Criegee intermediates exert a crucial influence on atmospheric chemistry, functioning as powerful oxidants that facilitate the degradation of pollutants, and understanding their reaction kinetics is essential for accurate atmospheric modeling. In this study, the kinetics of CH2OO and syn-CH3CHOO reactions with acetaldehyde (CH3CHO) were investigated using a flash photolysis reaction tube coupled with the OH laser-induced fluorescence (LIF) method. The experimental results indicate that the reaction of syn-CH3CHOO with CH3CHO is independent of pressure in the range of 5-50 Torr when using Ar as the bath gas. However, the rate coefficient for the reaction between CH2OO and CH3CHO at 5.5 Torr was found to be lower compared to the near-constant values observed between 10 and 100 Torr. Furthermore, the reaction of syn-CH3CHOO with CH3CHO demonstrated positive temperature dependence from 283 to 330 K, with a rate coefficient of (2.11 +/- 0.45) x 10(-13) cm(3) molecule(-1) s(-1) at 298 K. The activation energy and pre-exponential factor derived from the Arrhenius plot for this reaction were determined to be 2.32 +/- 0.49 kcal mol(-1) and (1.66 +/- 0.61) x 10(-11) cm(3) molecule(-1) s(-1), respectively.
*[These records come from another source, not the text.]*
use serde::{Serialize, Serializer};

/// Pages shown on each side of the current page.
pub const SIBLING_COUNT: u32 = 1;

/// Up to this many pages every page gets its own button.
const FULL_RANGE_MAX_PAGES: u32 = SIBLING_COUNT + 5;

/// Buttons shown at either end next to a single ellipsis: first/last page,
/// current page and its siblings, and the pages bridging to the ellipsis.
const EDGE_ITEM_COUNT: u32 = 3 + 2 * SIBLING_COUNT;

/// One entry of the pagination control.
#[derive(Debug, Clone, Copy, PartialEq, Eq)]
pub enum PageItem {
    Page(u32),
    /// Inert gap marker, never a real page.
    Ellipsis,
}

impl PageItem {
    /// Wire value of [`PageItem::Ellipsis`].
    pub const ELLIPSIS_SENTINEL: i64 = -1;

    pub const fn page(&self) -> Option<u32> {
        match self {
            Self::Page(page) => Some(*page),
            Self::Ellipsis => None,
        }
    }

    pub const fn is_clickable(&self) -> bool {
        matches!(self, Self::Page(_))
    }
}

impl Serialize for PageItem {
    fn serialize<S>(&self, serializer: S) -> Result<S::Ok, S::Error>
    where
        S: Serializer,
    {
        match self {
            Self::Page(page) => serializer.serialize_u32(*page),
            Self::Ellipsis => serializer.serialize_i64(Self::ELLIPSIS_SENTINEL),
        }
    }
}

/// Shape of the pagination control, decided before any item is emitted.
#[derive(Debug, Clone, Copy, PartialEq, Eq)]
pub enum RangeLayout {
    /// `1 2 3 .. total`
    Full { total_pages: u32 },
    /// `1 2 3 4 5 … total`
    RightEllipsis { total_pages: u32 },
    /// `1 … total-4 .. total`
    LeftEllipsis { total_pages: u32 },
    /// `1 … left current right … total`
    BothEllipses {
        left_sibling: u32,
        right_sibling: u32,
        total_pages: u32,
    },
    /// Neither ellipsis applies while the range is too long to show whole.
    /// Not reachable with one sibling per side; renders nothing.
    Degenerate,
}

impl RangeLayout {
    pub fn compute(current_page: u32, total_pages: u32) -> Self {
        if total_pages <= FULL_RANGE_MAX_PAGES {
            return Self::Full { total_pages };
        }

        let left_sibling = current_page
            .saturating_sub(SIBLING_COUNT)
            .clamp(1, total_pages);
        let right_sibling = current_page
            .saturating_add(SIBLING_COUNT)
            .clamp(1, total_pages);

        let show_left_dots = left_sibling > 2;
        let show_right_dots = right_sibling <= total_pages - 2;

        match (show_left_dots, show_right_dots) {
            (false, true) => Self::RightEllipsis { total_pages },
            (true, false) => Self::LeftEllipsis { total_pages },
            (true, true) => Self::BothEllipses {
                left_sibling,
                right_sibling,
                total_pages,
            },
            (false, false) => Self::Degenerate,
        }
    }

    pub fn items(&self) -> Vec<PageItem> {
        match *self {
            Self::Full { total_pages } => (1..=total_pages).map(PageItem::Page).collect(),
            Self::RightEllipsis { total_pages } => (1..=EDGE_ITEM_COUNT)
                .map(PageItem::Page)
                .chain([PageItem::Ellipsis, PageItem::Page(total_pages)])
                .collect(),
            Self::LeftEllipsis { total_pages } => [PageItem::Page(1), PageItem::Ellipsis]
                .into_iter()
                .chain((total_pages - EDGE_ITEM_COUNT + 1..=total_pages).map(PageItem::Page))
                .collect(),
            Self::BothEllipses {
                left_sibling,
                right_sibling,
                total_pages,
            } => [PageItem::Page(1), PageItem::Ellipsis]
                .into_iter()
                .chain((left_sibling..=right_sibling).map(PageItem::Page))
                .chain([PageItem::Ellipsis, PageItem::Page(total_pages)])
                .collect(),
            Self::Degenerate => Vec::new(),
        }
    }
}

/// Page buttons for the history table, with ellipses standing in for runs of
/// hidden pages.
pub fn pagination_range(current_page: u32, total_pages: u32) -> Vec<PageItem> {
    RangeLayout::compute(current_page, total_pages).items()
}

/// The control is hidden for a single page, an empty range or before a page
/// is selected.
pub fn should_render(range: &[PageItem], current_page: u32) -> bool {
    range.len() >= 2 && current_page != 0
}
#[derive(Debug, thiserror::Error)]
pub enum ChartError {
    #[error("Duplicate value for {key} in bucket {bucket}")]
    DuplicateEntry { bucket: String, key: String },
    #[error("Palette must contain at least one color")]
    EmptyPalette,
}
In comparison, the reaction of CH2OO with CH3CHO exhibited negative temperature dependence, with a rate coefficient of (2.16 +/- 0.39) x 10(-12) cm(3) molecule(-1) s(-1) at 100 Torr and 298 K and an activation energy and a pre-exponential factor of -1.73 +/- 0.31 kcal mol(-1) and (1.15 +/- 0.21) x 10(-13) cm(3) molecule(-1) s(-1), respectively, over the temperature range of 280-333 K.